Later in the morning, by summing the average number of the backward cars in his block and the average number of forward cars and adding 1 for its own car, Alexander obtains a nice average length of 1+1+1 = 3 cars for his block.
By simply boarding one car in some block, Alexander increased the average length of his block from 2 to 3.
Why the Alexander's block is longer than a normal block ?
NOTE: Originally I was trying to evaluate the length of colored sequences in the Zuma game. I got, by two approaches, say "global" and "local", two different figures. Nor today I do not know exactly which is the right one. Since this is not the only context that provides different solutions depending on approach, I brought Alexander in.

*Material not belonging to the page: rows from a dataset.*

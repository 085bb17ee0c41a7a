//! Undo/redo history of element mutations.
//!
//! Actions are recorded by the editor session after it mutates the
//! [`ElementStore`]. Undo and redo replay actions straight against the store,
//! so replaying never records anything and cannot disturb the redo stack.

use crate::clock::now_millis;
use crate::element::{Bounds, Element, ElementId, ElementKind, ElementUpdate};
use crate::store::ElementStore;
use serde::{Deserialize, Serialize};

/// Default number of actions kept in the undo stack.
pub const DEFAULT_HISTORY_LIMIT: usize = 100;

/// Kind of a recorded action.
#[derive(Debug, Clone, Copy, PartialEq, Eq, Serialize, Deserialize)]
pub enum ActionKind {
    #[serde(rename = "ADD_ELEMENT")]
    Add,
    #[serde(rename = "UPDATE_ELEMENT")]
    Update,
    #[serde(rename = "REMOVE_ELEMENT")]
    Remove,
    #[serde(rename = "MOVE_ELEMENT")]
    Move,
    #[serde(rename = "RESIZE_ELEMENT")]
    Resize,
}

/// What an action changed, with enough data to invert it exactly.
#[derive(Debug, Clone, PartialEq, Serialize, Deserialize)]
#[serde(tag = "type", rename_all_fields = "camelCase")]
pub enum ActionPayload {
    /// `index` is the paint-order slot the element was inserted at.
    #[serde(rename = "ADD_ELEMENT")]
    Add { element: Element, index: usize },
    /// `index` is the slot the element was removed from.
    #[serde(rename = "REMOVE_ELEMENT")]
    Remove { element: Element, index: usize },
    #[serde(rename = "UPDATE_ELEMENT")]
    Update {
        element_id: ElementId,
        old_values: Box<Element>,
        new_values: ElementUpdate,
    },
    #[serde(rename = "MOVE_ELEMENT")]
    Move {
        element_id: ElementId,
        old_values: Bounds,
        new_values: Bounds,
    },
    #[serde(rename = "RESIZE_ELEMENT")]
    Resize {
        element_id: ElementId,
        old_values: Bounds,
        new_values: Bounds,
    },
}

impl ActionPayload {
    pub fn kind(&self) -> ActionKind {
        match self {
            ActionPayload::Add { .. } => ActionKind::Add,
            ActionPayload::Remove { .. } => ActionKind::Remove,
            ActionPayload::Update { .. } => ActionKind::Update,
            ActionPayload::Move { .. } => ActionKind::Move,
            ActionPayload::Resize { .. } => ActionKind::Resize,
        }
    }

    pub fn element_id(&self) -> ElementId {
        match self {
            ActionPayload::Add { element, .. } | ActionPayload::Remove { element, .. } => element.id,
            ActionPayload::Update { element_id, .. }
            | ActionPayload::Move { element_id, .. }
            | ActionPayload::Resize { element_id, .. } => *element_id,
        }
    }
}

/// One recorded mutation. Immutable once built.
#[derive(Debug, Clone, PartialEq, Serialize, Deserialize)]
pub struct Action {
    #[serde(flatten)]
    payload: ActionPayload,
    /// Milliseconds since the Unix epoch.
    timestamp: u64,
    description: String,
}

impl Action {
    fn new(payload: ActionPayload, kind: ElementKind) -> Self {
        let verb = match payload.kind() {
            ActionKind::Add => "Added",
            ActionKind::Remove => "Removed",
            ActionKind::Update | ActionKind::Move | ActionKind::Resize => "Modified",
        };
        Self {
            payload,
            timestamp: now_millis(),
            description: format!("{verb} {kind} element"),
        }
    }

    /// An element was inserted at `index`.
    pub fn add(element: Element, index: usize) -> Self {
        let kind = element.kind();
        Self::new(ActionPayload::Add { element, index }, kind)
    }

    /// An element was removed from `index`.
    pub fn remove(element: Element, index: usize) -> Self {
        let kind = element.kind();
        Self::new(ActionPayload::Remove { element, index }, kind)
    }

    /// A generic update; `old` is the full element before the change.
    pub fn update(old: Element, new_values: ElementUpdate) -> Self {
        let kind = old.kind();
        Self::new(
            ActionPayload::Update {
                element_id: old.id,
                old_values: Box::new(old),
                new_values,
            },
            kind,
        )
    }

    /// A box change: RESIZE when width or height changed, MOVE otherwise.
    pub fn reposition(element_id: ElementId, kind: ElementKind, old: Bounds, new: Bounds) -> Self {
        let payload = if new.size_differs(&old) {
            ActionPayload::Resize {
                element_id,
                old_values: old,
                new_values: new,
            }
        } else {
            ActionPayload::Move {
                element_id,
                old_values: old,
                new_values: new,
            }
        };
        Self::new(payload, kind)
    }

    /// Override the timestamp (milliseconds since the Unix epoch).
    pub fn with_timestamp(mut self, timestamp: u64) -> Self {
        self.timestamp = timestamp;
        self
    }

    pub fn kind(&self) -> ActionKind {
        self.payload.kind()
    }

    pub fn payload(&self) -> &ActionPayload {
        &self.payload
    }

    pub fn element_id(&self) -> ElementId {
        self.payload.element_id()
    }

    pub fn timestamp(&self) -> u64 {
        self.timestamp
    }

    pub fn description(&self) -> &str {
        &self.description
    }

    /// Apply the inverse of this action to the store.
    fn revert(&self, store: &mut ElementStore) -> bool {
        match &self.payload {
            ActionPayload::Add { element, .. } => store.remove(element.id).is_some(),
            ActionPayload::Remove { element, index } => store.insert_at(*index, element.clone()),
            ActionPayload::Update { old_values, .. } => store.replace(old_values.as_ref().clone()).is_some(),
            ActionPayload::Move { element_id, old_values, .. }
            | ActionPayload::Resize { element_id, old_values, .. } => {
                store.set_bounds(*element_id, *old_values).is_some()
            }
        }
    }

    /// Apply this action's forward effect to the store.
    fn apply(&self, store: &mut ElementStore) -> bool {
        match &self.payload {
            ActionPayload::Add { element, index } => store.insert_at(*index, element.clone()),
            ActionPayload::Remove { element, .. } => store.remove(element.id).is_some(),
            ActionPayload::Update { element_id, new_values, .. } => {
                store.apply_update(*element_id, new_values).is_some()
            }
            ActionPayload::Move { element_id, new_values, .. }
            | ActionPayload::Resize { element_id, new_values, .. } => {
                store.set_bounds(*element_id, *new_values).is_some()
            }
        }
    }
}

/// Past/future action stacks.
#[derive(Debug, Clone)]
pub struct History {
    /// Applied actions, oldest first.
    past: Vec<Action>,
    /// Undone actions; the last entry is the next to redo.
    future: Vec<Action>,
    limit: usize,
}

impl Default for History {
    fn default() -> Self {
        Self::new()
    }
}

impl History {
    pub fn new() -> Self {
        Self {
            past: Vec::new(),
            future: Vec::new(),
            limit: DEFAULT_HISTORY_LIMIT,
        }
    }

    /// Bound the undo stack; the oldest actions are dropped first.
    pub fn with_limit(mut self, limit: usize) -> Self {
        self.limit = limit.max(1);
        self
    }

    /// Record an applied action. Any redo branch is discarded.
    pub fn record(&mut self, action: Action) {
        if !self.future.is_empty() {
            log::debug!("Discarding {} redo action(s)", self.future.len());
            self.future.clear();
        }
        self.past.push(action);
        if self.past.len() > self.limit {
            let excess = self.past.len() - self.limit;
            self.past.drain(..excess);
        }
    }

    /// Undo the last action.
    /// Returns true if undo was performed, false if nothing to undo.
    pub fn undo(&mut self, store: &mut ElementStore) -> bool {
        let Some(action) = self.past.pop() else {
            return false;
        };
        if !action.revert(store) {
            log::debug!("Undo of {:?} on {} found a stale reference", action.kind(), action.element_id());
        }
        log::debug!("Undid: {}", action.description());
        self.future.push(action);
        true
    }

    /// Redo the last undone action.
    /// Returns true if redo was performed, false if nothing to redo.
    pub fn redo(&mut self, store: &mut ElementStore) -> bool {
        let Some(action) = self.future.pop() else {
            return false;
        };
        if !action.apply(store) {
            log::debug!("Redo of {:?} on {} found a stale reference", action.kind(), action.element_id());
        }
        log::debug!("Redid: {}", action.description());
        self.past.push(action);
        true
    }

    pub fn clear(&mut self) {
        self.past.clear();
        self.future.clear();
    }

    /// Applied actions, oldest first.
    pub fn past(&self) -> &[Action] {
        &self.past
    }

    /// Undone actions, next to redo first.
    pub fn future(&self) -> impl Iterator<Item = &Action> {
        self.future.iter().rev()
    }

    pub fn can_undo(&self) -> bool {
        !self.past.is_empty()
    }

    pub fn can_redo(&self) -> bool {
        !self.future.is_empty()
    }

    pub fn undo_len(&self) -> usize {
        self.past.len()
    }

    pub fn redo_len(&self) -> usize {
        self.future.len()
    }

    /// The action `undo` would revert.
    pub fn last_action(&self) -> Option<&Action> {
        self.past.last()
    }

    /// The action `redo` would reapply.
    pub fn next_redo(&self) -> Option<&Action> {
        self.future.last()
    }
}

This is a very basic probability question. I do not think it should be downvoted, because it can be interesting for the beginner.
As was pointed out in the comments, Alexander is more likely to see a longer block because a longer block is more likely to see Alexander. It's interesting to derive the answer analytically, assuming an infinite train. The expected number of blocks of size $n+1$ or longer equals that of blocks of size exactly $n$ (because the $(n+1)^{th}$ wagon has equal chances of terminating the block or continuing it). Then, the probability that a block chosen uniformly at random has size exactly $1$ is $1/2$, the probability that it has size exactly $2$ is $1/2 \cdot 1/2$, and in general the probability that a block has size exactly $n$ equals $2^{-n}$.
Then, the probability $p(n)$ that a specific wagon belongs to a block of length $n$ is proportional to $n\cdot 2^{-n}$ - because the number of wagons in all blocks of size $n$ is proportional to the frequency of such blocks times the number of wagons in such blocks. The expected number of wagons Alexander will see in his block is then:
$\left(\sum_{i=1}^\infty n \cdot p(n)\right)/ \left(\sum_{i=1}^\infty p(n)\right) = \left(\sum_{i=1}^\infty n \cdot (n2^{-n})\right)/ \left(\sum_{i=1}^\infty n2^{-n}\right)=3$
(can you see why it adds up to $3$?)